Tazmania, 1825. Deportata come detenuta, Clare (la brava italoirlandese Aisling Franciosi) viene soggiogata dal cattivo tenente Hawkins (Sam Claflin) che trattiene lei, il marito – anch’egli galeotto – e la figlioletta ben oltre la durata delle loro pene. Quando i due provano a ribellarsi, l’ufficiale britannico e i suoi fedeli scagnozzi annientano la famiglia sotto gli occhi inermi di Clare. Da quel momento, l’unico pensiero della giovane irlandese sarà quello di vendicarsi lanciandosi all’inseguimento del tenente (nel frattempo spostatosi a nord in cerca di una promozione) attraverso terre sconosciute e selvagge, ingaggiando l’indigeno Billy (l’intenso Baykali Ganambarr) come guida.

Guarda le foto dei protagonisti di The Nightingale a Venezia 75.

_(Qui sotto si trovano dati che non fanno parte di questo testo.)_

use chrono::Duration;
use pest::iterators::Pair;
use pest::Parser;
use pest_derive::Parser;
use thiserror::Error;

use whence_core::calendar::{DayTime, Instant, MonthDay};
use whence_core::conditions::{
    AndCond, Cond, DayBetweenCond, DateBetweenCond, FirstAfterStartCond, MonthBetweenCond,
    NthCond, OrCond, TimeBetweenCond, TimeDeltaCond, TimeSpanCond,
};
use whence_core::config::Config;
use whence_core::error::CoreError;
use whence_core::factory;

#[derive(Parser)]
#[grammar = "condition.pest"]
pub struct CondParser;

#[derive(Error, Debug)]
pub enum CondParseError {
    #[error("Pest parsing error: {0}")]
    Pest(#[from] pest::error::Error<Rule>),
    #[error(transparent)]
    Cond(#[from] CoreError),
    #[error("Invalid number: {0}")]
    InvalidNumber(String),
    #[error("Unknown rule: {0:?}")]
    UnknownRule(Rule),
}

/// Parses a condition expression against a configuration. `reference` is
/// the instant that anchors `after` deltas and `nth` occurrence counting.
pub fn parse_cond(
    input: &str,
    config: &Config,
    reference: Instant,
) -> Result<Cond, CondParseError> {
    let query = CondParser::parse(Rule::cond_query, input)?.next().unwrap();
    let cond = query.into_inner().next().unwrap();
    build_cond(cond, config, reference)
}

fn build_cond(
    pair: Pair<Rule>,
    config: &Config,
    reference: Instant,
) -> Result<Cond, CondParseError> {
    match pair.as_rule() {
        Rule::cond | Rule::paren_expr => {
            build_cond(pair.into_inner().next().unwrap(), config, reference)
        }
        Rule::either_expr => {
            let children = pair
                .into_inner()
                .map(|child| build_cond(child, config, reference))
                .collect::<Result<Vec<_>, _>>()?;
            Ok(OrCond::new(children)?.into())
        }
        Rule::both_expr => {
            let children = pair
                .into_inner()
                .map(|child| build_cond(child, config, reference))
                .collect::<Result<Vec<_>, _>>()?;
            Ok(AndCond::new(children)?.into())
        }
        Rule::first_expr => {
            let mut inner = pair.into_inner();
            let subject = build_cond(inner.next().unwrap(), config, reference)?;
            let anchor = build_cond(inner.next().unwrap(), config, reference)?;
            let inclusive = inner.next().unwrap().as_str() == "inclusive";
            Ok(FirstAfterStartCond::new(subject, anchor, inclusive).into())
        }
        Rule::nth_expr => {
            let mut inner = pair.into_inner();
            let n: u32 = parse_number(inner.next().unwrap().as_str())?;
            let child = build_cond(inner.next().unwrap(), config, reference)?;
            Ok(NthCond::new(reference, n, child)?.into())
        }
        Rule::after_expr => {
            let mut millis = 0f64;
            for part in pair.into_inner() {
                let mut fields = part.into_inner();
                let amount: f64 = parse_number(fields.next().unwrap().as_str())?;
                let per_unit = match fields.next().unwrap().as_str() {
                    "seconds" => 1_000f64,
                    "minutes" => 60_000f64,
                    "hours" => 3_600_000f64,
                    _ => 86_400_000f64,
                };
                millis += amount * per_unit;
            }
            let delta = Duration::milliseconds(millis.round() as i64);
            Ok(TimeDeltaCond::new(reference, delta)?.into())
        }
        Rule::span_expr => {
            let (mut months, mut days, mut hours, mut minutes, mut seconds) = (0, 0, 0, 0, 0);
            for part in pair.into_inner() {
                let mut fields = part.into_inner();
                let amount: i64 = parse_number(fields.next().unwrap().as_str())?;
                match fields.next().unwrap().as_str() {
                    "months" => months += amount,
                    "days" => days += amount,
                    "hours" => hours += amount,
                    "minutes" => minutes += amount,
                    _ => seconds += amount,
                }
            }
            Ok(TimeSpanCond::new(months, days, hours, minutes, seconds)?.into())
        }
        Rule::monthly_expr => {
            let band = pair.into_inner().next().unwrap();
            let days: Vec<u32> = band
                .into_inner()
                .map(|day| parse_number(day.as_str()))
                .collect::<Result<Vec<_>, _>>()?;
            let (start, end) = match days.as_slice() {
                [day] => (*day, *day),
                [start, end, ..] => (*start, *end),
                [] => return Err(CondParseError::UnknownRule(Rule::monthly_expr)),
            };
            Ok(DayBetweenCond::new(start, end)?.into())
        }
        Rule::yearly_expr => build_yearly(pair, config),
        Rule::daily_expr => {
            let mut inner = pair.into_inner();
            let start = parse_day_time(inner.next().unwrap())?;
            let end = parse_day_time(inner.next().unwrap())?;
            let inclusive = inner.next().unwrap().as_str() == "inclusive";
            Ok(TimeBetweenCond::new(start, end, inclusive)?.into())
        }
        Rule::weekend_kw => Ok(factory::weekend(config)?),
        Rule::workday_kw => Ok(factory::workday(config)?),
        Rule::named => resolve_named(pair.as_str(), config),
        rule => Err(CondParseError::UnknownRule(rule)),
    }
}

fn build_yearly(pair: Pair<Rule>, config: &Config) -> Result<Cond, CondParseError> {
    let band = pair.into_inner().next().unwrap();
    let endpoints: Vec<Pair<Rule>> = band.into_inner().collect();
    match endpoints[0].as_rule() {
        Rule::month_val => {
            let start = parse_month(endpoints[0].clone(), config)?;
            let end = match endpoints.get(1) {
                Some(pair) => parse_month(pair.clone(), config)?,
                None => start,
            };
            Ok(MonthBetweenCond::new(start, end)?.into())
        }
        Rule::date_val => {
            let start = parse_month_day(endpoints[0].clone(), config)?;
            let end = match endpoints.get(1) {
                Some(pair) => parse_month_day(pair.clone(), config)?,
                None => start,
            };
            Ok(DateBetweenCond::new(start, end)?.into())
        }
        rule => Err(CondParseError::UnknownRule(rule)),
    }
}

fn parse_month(pair: Pair<Rule>, config: &Config) -> Result<u32, CondParseError> {
    let inner = pair.into_inner().next().unwrap();
    match inner.as_rule() {
        Rule::int => {
            let month: u32 = parse_number(inner.as_str())?;
            if !(1..=12).contains(&month) {
                return Err(
                    CoreError::InvalidRange(format!("month out of range: {month}")).into()
                );
            }
            Ok(month - 1)
        }
        Rule::name => config
            .month_index(inner.as_str())
            .ok_or_else(|| CoreError::UnknownName(inner.as_str().to_string()).into()),
        rule => Err(CondParseError::UnknownRule(rule)),
    }
}

fn parse_month_day(pair: Pair<Rule>, config: &Config) -> Result<MonthDay, CondParseError> {
    let form = pair.into_inner().next().unwrap();
    let rule = form.as_rule();
    let mut fields = form.into_inner();
    match rule {
        Rule::date_numeric_month => {
            let day: u32 = parse_number(fields.next().unwrap().as_str())?;
            let month: u32 = parse_number(fields.next().unwrap().as_str())?;
            if !(1..=12).contains(&month) {
                return Err(
                    CoreError::InvalidRange(format!("month out of range: {month}")).into()
                );
            }
            Ok(MonthDay { month: month - 1, day })
        }
        Rule::date_name_first => {
            let name = fields.next().unwrap();
            let day: u32 = parse_number(fields.next().unwrap().as_str())?;
            let month = config
                .month_index(name.as_str())
                .ok_or_else(|| CoreError::UnknownName(name.as_str().to_string()))?;
            Ok(MonthDay { month, day })
        }
        Rule::date_day_first => {
            let day: u32 = parse_number(fields.next().unwrap().as_str())?;
            let name = fields.next().unwrap();
            let month = config
                .month_index(name.as_str())
                .ok_or_else(|| CoreError::UnknownName(name.as_str().to_string()))?;
            Ok(MonthDay { month, day })
        }
        rule => Err(CondParseError::UnknownRule(rule)),
    }
}

/// AM keeps the hour as authored (bounded at 12), PM adds twelve, a bare
/// hour must fit the 24-hour clock. Range violations surface as
/// `InvalidRange` before any condition is built.
fn parse_day_time(pair: Pair<Rule>) -> Result<DayTime, CondParseError> {
    let mut hour: u32 = 0;
    let mut minute: u32 = 0;
    let mut meridiem: Option<String> = None;
    for (i, field) in pair.into_inner().enumerate() {
        match field.as_rule() {
            Rule::int if i == 0 => hour = parse_number(field.as_str())?,
            Rule::int => minute = parse_number(field.as_str())?,
            Rule::ampm => meridiem = Some(field.as_str().to_string()),
            rule => return Err(CondParseError::UnknownRule(rule)),
        }
    }
    if minute > 59 {
        return Err(CoreError::InvalidRange(format!("minute out of range: {minute}")).into());
    }
    let hour = match meridiem.as_deref() {
        Some(m) => {
            if hour > 12 {
                return Err(
                    CoreError::InvalidRange(format!("hour out of range for {m}: {hour}")).into()
                );
            }
            if m == "pm" {
                hour + 12
            } else {
                hour
            }
        }
        None => {
            if hour > 23 {
                return Err(CoreError::InvalidRange(format!("hour out of range: {hour}")).into());
            }
            hour
        }
    };
    Ok(DayTime { hour, minute })
}

fn resolve_named(name: &str, config: &Config) -> Result<Cond, CondParseError> {
    if config.day_part(name).is_some() {
        return Ok(factory::day_part(config, name)?);
    }
    if config.weekday_number(name).is_some() {
        return Ok(factory::weekday(config, name)?);
    }
    if config.season(name).is_some() {
        return Ok(factory::season(config, name)?);
    }
    if let Some(month) = config.month_index(name) {
        return Ok(MonthBetweenCond::new(month, month)?.into());
    }
    Err(CoreError::UnknownName(name.to_string()).into())
}

fn parse_number<T: std::str::FromStr>(text: &str) -> Result<T, CondParseError> {
    text.parse().map_err(|_| CondParseError::InvalidNumber(text.to_string()))
}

Jennifer Kent, regista dell’acclamato Babadook, presenta in concorso alla Mostra del Cinema di Venezia (unica donna in competizione) un film che parla di violenza in molti modi diversi, ma non sempre in maniera efficace. C’è una violenza esplicita, insisitita, claustrofobica che include crudeltà e misoginia, rabbia e ignoranza, insicurezza e codardia: è la violenza che subisce Clare e che con lei patiscono i deboli e gli emarginati. C’è poi la violenza indiscriminata e ideologica, razziale e politica – e che The Nightingale descrive durante la caccia al tenente – di cui sono vittime le popolazioni aborigene sull’orlo del genocidio.

Se nel primo caso la coercizione risulta devastante e insostenibile, ma cinematograficamente riuscita nel costringere lo spettatore a fare i conti con l’essenza del male, nel secondo la denuncia – per quanto lodevole – dello sterminio degli indigeni, ancora peggiore se esistesse una scala di raccapricciante malignità, rischia di essere indebolita da alcune rappresentazioni semplicistiche e banalotte di entrambe le parti. La regista riesce a costruire un ritratto inquietante delle violenze personali, anche grazie all’ottima prova attoriale dell'”usignolo” Aisling Franciosi e ad alcune riuscite sequenze oniriche, ma quando il quadro si allarga non mantiene la stessa incisività, affidandosi a una narrazione episodica e ripetitiva.

Non c’è dubbio, purtroppo, che il tema della violenza sia tremendamente attuale. Si capiscono subito dunque i mille rimandi di Jennifer Kent a un mondo carico d’odio e intolleranza che preferisce distruggere invece di comprendere, violentare invece di conoscere. Ma l’indagine sulla purezza della violenza si edulcora in un finale drammatico ma buonista.